On se souvient tous de Jacques Chirac, maillot des Bleus sur le dos, gueulant avec les joueurs après la victoire de 98. Un mois après, sa cote de popularité avait grimpé de 13 points. Un scénario dont rêve François Hollande aujourd'hui, qui n'hésite pas à en faire des caisses. Mais pas sûr que le président le plus impopulaire de la Ve puisse récupérer l'événement aussi facilement…

En 1998, Jacques Chirac est seul. Isolé. Il s’ennuie ferme dans son palais de l’Élysée. Personne n’a compris, un an auparavant, pourquoi il a voulu dissoudre une Assemblée nationale acquise à la droite. Résultat : Lionel Jospin est devenu Premier ministre. Et Chirac ne gouverne plus.

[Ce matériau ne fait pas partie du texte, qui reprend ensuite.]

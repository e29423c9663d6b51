// This Source Code Form is subject to the terms of the Mozilla Public
// License, v. 2.0. If a copy of the MPL was not distributed with this
// file, You can obtain one at https://mozilla.org/MPL/2.0/.

//! JTAG pins and the PWM test clock.
//!
//! TCK is on a PWM slice as well as SIO; the free-running test clock is that
//! slice with the pin function switched over.

use rp2040_pac::{PWM, RESETS};

use rp2040_ftdi::jtag::{JtagPins, TestClock};

use super::{read_pin, set_function, write_pin, Function, TCK_PIN, TDI_PIN, TDO_PIN, TMS_PIN};

/// The four JTAG signals through SIO.
pub struct GpioJtag;

impl JtagPins for GpioJtag {
    #[inline(always)]
    fn set_tck(&mut self, high: bool) {
        write_pin(TCK_PIN, high);
    }

    #[inline(always)]
    fn set_tdi(&mut self, high: bool) {
        write_pin(TDI_PIN, high);
    }

    #[inline(always)]
    fn set_tms(&mut self, high: bool) {
        write_pin(TMS_PIN, high);
    }

    #[inline(always)]
    fn tdo(&mut self) -> bool {
        read_pin(TDO_PIN)
    }
}

/// Raw PWM slice registers; the layout is CSR, DIV, CTR, CC, TOP at a
/// 0x14 stride.
const PWM_CH_STRIDE: usize = 0x14;
const PWM_CSR: usize = 0x00;
const PWM_DIV: usize = 0x04;
const PWM_CC: usize = 0x0c;
const PWM_TOP: usize = 0x10;
/// CSR: EN.
const PWM_CSR_EN: u32 = 1 << 0;
/// DIV: 8.4 fixed point, 1.0.
const PWM_DIV_ONE: u32 = 1 << 4;
/// 132 MHz / (131 + 1) = 1 MHz, 50% duty.
const TEST_CLOCK_TOP: u32 = 131;
const TEST_CLOCK_CC: u32 = 66;

/// Roughly 1 MHz square wave on TCK from its PWM slice.
pub struct PwmTestClock {
    slice: *mut u32,
}

impl PwmTestClock {
    pub fn init(resets: &RESETS, pwm: PWM) -> Self {
        drop(pwm);
        resets.reset.modify(|_, w| w.pwm().clear_bit());
        while !resets.reset_done.read().pwm().bit() {}

        let n = usize::from((TCK_PIN >> 1) & 7);
        let slice = (PWM::ptr() as usize + n * PWM_CH_STRIDE) as *mut u32;
        // Channel B is the odd pin and compares in the high half of CC.
        let cc = if TCK_PIN & 1 == 0 {
            TEST_CLOCK_CC
        } else {
            TEST_CLOCK_CC << 16
        };
        unsafe {
            reg(slice, PWM_CSR).write_volatile(0);
            reg(slice, PWM_DIV).write_volatile(PWM_DIV_ONE);
            reg(slice, PWM_TOP).write_volatile(TEST_CLOCK_TOP);
            reg(slice, PWM_CC).write_volatile(cc);
        }
        Self { slice }
    }
}

unsafe fn reg(slice: *mut u32, offset: usize) -> *mut u32 {
    slice.add(offset / 4)
}

impl TestClock for PwmTestClock {
    fn start(&mut self) {
        unsafe { reg(self.slice, PWM_CSR).write_volatile(PWM_CSR_EN) };
        set_function(TCK_PIN, Function::Pwm);
    }

    fn stop(&mut self) {
        write_pin(TCK_PIN, false);
        set_function(TCK_PIN, Function::Sio);
        unsafe { reg(self.slice, PWM_CSR).write_volatile(0) };
    }
}
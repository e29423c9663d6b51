// This Source Code Form is subject to the terms of the Mozilla Public
// License, v. 2.0. If a copy of the MPL was not distributed with this
// file, You can obtain one at https://mozilla.org/MPL/2.0/.

//! UART0 (PL011) and the DTR/RTS pins.
//!
//! The FIFOs are off, so the receive interrupt fires once per byte and the
//! transmit interrupt once per byte sent. The rings in between are what
//! buffer.

use core::cell::RefCell;

use cortex_m::interrupt::Mutex;
use rp2040_pac::{RESETS, UART0};

use rp2040_ftdi::ftdi::BaudSetting;
use rp2040_ftdi::ring::{Consumer, Producer, UART_RING_SIZE};
use rp2040_ftdi::uart::{ModemLines, UartPort};

use super::clocks::PERI_CLOCK_HZ;
use super::{set_function, write_pin, Function, DTR_PIN, RTS_PIN, UART_RX_PIN, UART_TX_PIN};

type Regs = rp2040_pac::uart0::RegisterBlock;

/// UARTLCR_H: 8 data bits, no parity, one stop bit, FIFOs off.
const LCR_H_8N1: u32 = 0b11 << 5;
/// UARTCR: UARTEN, TXE, RXE.
const CR_ENABLE: u32 = 1 << 0 | 1 << 8 | 1 << 9;
/// UARTIMSC/UARTMIS/UARTICR bits.
const INT_RX: u32 = 1 << 4;
const INT_TX: u32 = 1 << 5;
const INT_RX_TIMEOUT: u32 = 1 << 6;
/// UARTFR bits.
const FR_RXFE: u32 = 1 << 4;
const FR_TXFF: u32 = 1 << 5;

fn regs() -> &'static Regs {
    unsafe { &*UART0::ptr() }
}

/// Brings UART0 out of reset at the default baud rate with only the receive
/// interrupt enabled, and routes it to its pins.
pub fn init(resets: &RESETS, uart: UART0) {
    drop(uart);
    resets.reset.modify(|_, w| w.uart0().clear_bit());
    while !resets.reset_done.read().uart0().bit() {}

    let r = regs();
    set_divisors(r, BaudSetting::DEFAULT.baud_rate());
    r.uartlcr_h.write(|w| unsafe { w.bits(LCR_H_8N1) });
    r.uartcr.write(|w| unsafe { w.bits(CR_ENABLE) });
    r.uartimsc.write(|w| unsafe { w.bits(INT_RX | INT_RX_TIMEOUT) });

    set_function(UART_TX_PIN, Function::Uart);
    set_function(UART_RX_PIN, Function::Uart);
}

/// IBRD/FBRD for `baud` off clk_peri. The divisor is kept in 1/128ths so the
/// 6-bit fraction can be rounded.
fn set_divisors(r: &Regs, baud: u32) {
    let div = 8 * PERI_CLOCK_HZ / baud.max(1);
    let (ibrd, fbrd) = match div >> 7 {
        0 => (1, 0),
        i if i >= 0xffff => (0xffff, 0),
        i => (i, ((div & 0x7f) + 1) / 2),
    };
    r.uartibrd.write(|w| unsafe { w.bits(ibrd) });
    r.uartfbrd.write(|w| unsafe { w.bits(fbrd) });
    // The divisors latch on an LCR_H write.
    r.uartlcr_h.write(|w| unsafe { w.bits(LCR_H_8N1) });
}

/// Interrupt-side state: the ring ends the UART interrupt owns.
pub struct UartIrq {
    rx: Producer<'static, UART_RING_SIZE>,
    tx: Consumer<'static, UART_RING_SIZE>,
}

static UART_IRQ: Mutex<RefCell<Option<UartIrq>>> = Mutex::new(RefCell::new(None));

/// Hands the interrupt its ring ends. Call before unmasking UART0_IRQ.
pub fn install(rx: Producer<'static, UART_RING_SIZE>, tx: Consumer<'static, UART_RING_SIZE>) {
    cortex_m::interrupt::free(|cs| {
        UART_IRQ.borrow(cs).replace(Some(UartIrq { rx, tx }));
    });
}

/// UART0_IRQ body.
pub fn service_irq() {
    cortex_m::interrupt::free(|cs| {
        if let Some(irq) = UART_IRQ.borrow(cs).borrow_mut().as_mut() {
            irq.service();
        }
    });
}

impl UartIrq {
    fn service(&mut self) {
        let r = regs();
        let mis = r.uartmis.read().bits();

        if mis & (INT_RX | INT_RX_TIMEOUT) != 0 {
            while r.uartfr.read().bits() & FR_RXFE == 0 {
                // A full ring drops the newest byte.
                let _ = self.rx.push(r.uartdr.read().bits() as u8);
            }
            r.uarticr.write(|w| unsafe { w.bits(INT_RX | INT_RX_TIMEOUT) });
        }

        if mis & INT_TX != 0 {
            self.send_next(r);
        }
    }

    /// Sends one byte from the TX ring, or stops the transmit interrupt if
    /// there's nothing left.
    fn send_next(&mut self, r: &Regs) {
        match self.tx.pop() {
            Some(b) => r.uartdr.write(|w| unsafe { w.bits(u32::from(b)) }),
            None => {
                r.uartimsc.modify(|v, w| unsafe { w.bits(v.bits() & !INT_TX) });
                r.uarticr.write(|w| unsafe { w.bits(INT_TX) });
            }
        }
    }

    /// Starts transmission if the transmit interrupt isn't already running.
    fn kick(&mut self) {
        let r = regs();
        if r.uartimsc.read().bits() & INT_TX != 0 {
            return;
        }
        if r.uartfr.read().bits() & FR_TXFF == 0 {
            if let Some(b) = self.tx.pop() {
                r.uartdr.write(|w| unsafe { w.bits(u32::from(b)) });
            }
        }
        r.uartimsc.modify(|v, w| unsafe { w.bits(v.bits() | INT_TX) });
    }
}

/// Main-loop handle on UART0.
pub struct HwUart;

impl UartPort for HwUart {
    fn kick_tx(&mut self) {
        cortex_m::interrupt::free(|cs| {
            if let Some(irq) = UART_IRQ.borrow(cs).borrow_mut().as_mut() {
                irq.kick();
            }
        });
    }

    fn clear_tx(&mut self) {
        cortex_m::interrupt::free(|cs| {
            if let Some(irq) = UART_IRQ.borrow(cs).borrow_mut().as_mut() {
                irq.tx.clear();
            }
        });
    }

    fn set_baud(&mut self, setting: BaudSetting) {
        let baud = setting.baud_rate();
        log::debug!("uart divisors for {} baud", baud);
        set_divisors(regs(), baud);
    }
}

/// DTR and RTS as plain GPIO outputs.
pub struct HwModemLines;

impl ModemLines for HwModemLines {
    fn set_dtr(&mut self, high: bool) {
        write_pin(DTR_PIN, high);
    }

    fn set_rts(&mut self, high: bool) {
        write_pin(RTS_PIN, high);
    }
}
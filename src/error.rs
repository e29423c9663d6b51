// This Source Code Form is subject to the terms of the Mozilla Public
// License, v. 2.0. If a copy of the MPL was not distributed with this
// file, You can obtain one at https://mozilla.org/MPL/2.0/.

//! Protocol errors raised while handling control requests.
//!
//! Every one of these ends the same way on the wire: EP0 stalls in both
//! directions until the next SETUP token. They exist as distinct variants so
//! that the log says *why* we stalled.

use core::fmt;

/// Control-request failure. `no_std` compatible and `Copy`.
#[derive(Debug, Clone, Copy, PartialEq, Eq)]
pub enum Error {
    /// SETUP stage that wasn't exactly 8 bytes.
    MalformedSetup {
        /// Number of bytes actually received.
        length: usize,
    },
    /// Standard (or class) request we don't implement.
    UnsupportedRequest {
        /// Raw `bmRequestType`.
        request_type: u8,
        /// Raw `bRequest`.
        request: u8,
    },
    /// GET_DESCRIPTOR for a type we don't serve.
    UnsupportedDescriptor {
        /// High byte of `wValue`.
        descriptor_type: u8,
        /// Low byte of `wValue`.
        index: u8,
    },
    /// SET_FEATURE / CLEAR_FEATURE with a selector or recipient we don't
    /// support (remote wakeup, test mode, interface features).
    UnsupportedFeature {
        /// Recipient bits of `bmRequestType`.
        recipient: u8,
        /// Feature selector from `wValue`.
        feature: u16,
    },
    /// Endpoint-recipient request naming an endpoint this device lacks.
    UnknownEndpoint(u8),
    /// FTDI vendor request code outside the implemented subset.
    UnsupportedVendorRequest {
        /// Raw `bRequest`.
        request: u8,
    },
}

impl fmt::Display for Error {
    fn fmt(&self, f: &mut fmt::Formatter<'_>) -> fmt::Result {
        match self {
            Error::MalformedSetup { length } => {
                write!(f, "setup packet of {} bytes", length)
            }
            Error::UnsupportedRequest {
                request_type,
                request,
            } => write!(
                f,
                "unsupported request {:#04x} (type {:#04x})",
                request, request_type
            ),
            Error::UnsupportedDescriptor {
                descriptor_type,
                index,
            } => write!(
                f,
                "no descriptor of type {:#04x} index {}",
                descriptor_type, index
            ),
            Error::UnsupportedFeature { recipient, feature } => write!(
                f,
                "feature {} not supported for recipient {}",
                feature, recipient
            ),
            Error::UnknownEndpoint(addr) => write!(f, "unknown endpoint {:#04x}", addr),
            Error::UnsupportedVendorRequest { request } => {
                write!(f, "unsupported vendor request {:#04x}", request)
            }
        }
    }
}

/// Result type for control-request handling.
pub type Result<T> = core::result::Result<T, Error>;
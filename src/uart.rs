// This Source Code Form is subject to the terms of the Mozilla Public
// License, v. 2.0. If a copy of the MPL was not distributed with this
// file, You can obtain one at https://mozilla.org/MPL/2.0/.

//! UART channel glue: soft DTR/RTS and the hardware seam.
//!
//! The data path itself is two `ring::RingBuffer`s. The receive interrupt
//! pushes into one and the transmit interrupt pops from the other, one byte
//! per interrupt; the main loop owns the opposite ends.
//!
//! DTR and RTS are usually wired to the reset and boot-mode pins of a target
//! microcontroller. Terminal programs and flashing tools toggle them in quick
//! bursts, so rather than follow every request we wait for the host to go
//! quiet for `MODEM_DEBOUNCE_TICKS` and then apply the final state.

use core::sync::atomic::Ordering;

use crate::ftdi::{BaudSetting, ModemControl};
use crate::state::UsbConfig;

/// Quiet period before soft DTR/RTS reach the pins, in ticks.
pub const MODEM_DEBOUNCE_TICKS: u8 = 20;

/// The physical modem control outputs.
pub trait ModemLines {
    fn set_dtr(&mut self, high: bool);
    fn set_rts(&mut self, high: bool);
}

/// Main-loop access to the UART hardware.
pub trait UartPort {
    /// Makes sure the transmit interrupt is draining the TX ring. Called
    /// after bytes were added; must be harmless if it already is.
    fn kick_tx(&mut self);
    /// Drops whatever is still queued for the target. The ring's consumer
    /// belongs to the transmit side, so the clear happens there.
    fn clear_tx(&mut self);
    fn set_baud(&mut self, setting: BaudSetting);
}

/// Records a SET_MODEM_CTRL request and restarts the debounce window. USB
/// interrupt only.
pub fn request_modem_lines(config: &UsbConfig, ctl: ModemControl) {
    if let Some(dtr) = ctl.dtr {
        config.soft_dtr.store(dtr, Ordering::Relaxed);
    }
    if let Some(rts) = ctl.rts {
        config.soft_rts.store(rts, Ordering::Relaxed);
    }
    config
        .modem_countdown
        .store(MODEM_DEBOUNCE_TICKS, Ordering::Relaxed);
}

/// Advances the debounce window by one tick, driving the lines when it
/// closes. Tick interrupt only.
pub fn flow_control_tick<L: ModemLines>(config: &UsbConfig, lines: &mut L) {
    let count = config.modem_countdown.load(Ordering::Relaxed);
    if count == 0 {
        return;
    }
    let count = count - 1;
    config.modem_countdown.store(count, Ordering::Relaxed);
    if count != 1 {
        return;
    }

    let dtr = config.soft_dtr.load(Ordering::Relaxed);
    let rts = config.soft_rts.load(Ordering::Relaxed);
    if dtr == rts {
        // The usual auto-reset circuit (two cross-coupled transistors)
        // ignores both lines moving together. Pulse RTS so the target still
        // sees an edge and comes out in a known state.
        lines.set_dtr(true);
        lines.set_rts(false);
        lines.set_rts(true);
    } else {
        lines.set_rts(rts);
        lines.set_dtr(dtr);
    }
}

#[cfg(test)]
mod tests {
    use super::*;
    use crate::mock::MockLines;

    fn run(config: &UsbConfig, lines: &mut MockLines, ticks: usize) {
        for _ in 0..ticks {
            flow_control_tick(config, lines);
        }
    }

    #[test]
    fn test_lines_wait_for_debounce() {
        let config = UsbConfig::new();
        let mut lines = MockLines::default();
        request_modem_lines(&config, ModemControl::from_value(0x0303 & !0x0001));

        run(&config, &mut lines, usize::from(MODEM_DEBOUNCE_TICKS) - 2);
        assert!(lines.events.is_empty());

        run(&config, &mut lines, 1);
        // DTR low, RTS high.
        assert_eq!(lines.events, vec![("rts", true), ("dtr", false)]);

        run(&config, &mut lines, 50);
        assert_eq!(lines.events.len(), 2);
        assert_eq!(config.modem_countdown.load(Ordering::Relaxed), 0);
    }

    #[test]
    fn test_rapid_toggles_apply_once() {
        let config = UsbConfig::new();
        let mut lines = MockLines::default();
        for i in 0..10u16 {
            request_modem_lines(&config, ModemControl::from_value(0x0100 | (i & 1)));
            run(&config, &mut lines, 5);
        }
        assert!(lines.events.is_empty());
        run(&config, &mut lines, 30);
        // Last request was DTR high; RTS untouched so still low.
        assert_eq!(lines.events, vec![("rts", false), ("dtr", true)]);
    }

    #[test]
    fn test_equal_levels_pulse_rts() {
        let config = UsbConfig::new();
        let mut lines = MockLines::default();
        request_modem_lines(&config, ModemControl::from_value(0x0303));
        run(&config, &mut lines, 25);
        assert_eq!(
            lines.events,
            vec![("dtr", true), ("rts", false), ("rts", true)]
        );
    }
}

Ses espoirs de réélection paraissent bien minces mais, paradoxalement, c’est un sport qu’il n’apprécie pas particulièrement qui va lui offrir une incroyable occasion de rebondir. La France est championne du monde de football à domicile. Chirac ne connaît aucun des joueurs, sauf peut-être Zinedine Zidane, qui a sacré la France à Saint-Denis. Peu importe : la politique se nourrit des circonstances. Chirac déboule dans les vestiaires avec son maillot bleu sur le dos. Scène mythique et surréaliste. Il envahit les écrans, embrasse les joueurs. Un immense sourire barre son visage. Et pour cause…

Vidéo

Les scènes de liesse et les effusions de joie à peine terminées sur les Champs-Élysées, le président de la République se réveille avec tout sauf une gueule de bois : en un mois, sa cote de popularité a grimpé de 13 points, passant de 46 à 59% d’opinion favorable selon l’institut TNS-Sofres. Jospin, lui, gagne également dix points. Chacun veut sa part du gâteau. « Cela a eu un impact indéniable et extraordinaire sur leur cote de popularité, explique Jérôme Sainte-Marie, ancien directeur de BVA Opinion et aujourd’hui président de la société de conseil et d’études Polling Vox. À l’époque, le contexte économique était très favorable, le chômage était en régression : la victoire des Bleus est apparue comme emblématique de cette amélioration. » Chirac a donc surfé sur le bonheur des Français pour alimenter le symbole. Les interprétations sur la France réconciliée, unie autour d’une équipe « black-blanc-beur » ont fonctionné car, justement, les Bleus avaient gagné. Cocasse, quand on sait qu’avant la compétition, tout le monde critiquait Aimé Jacquet et son équipe de France…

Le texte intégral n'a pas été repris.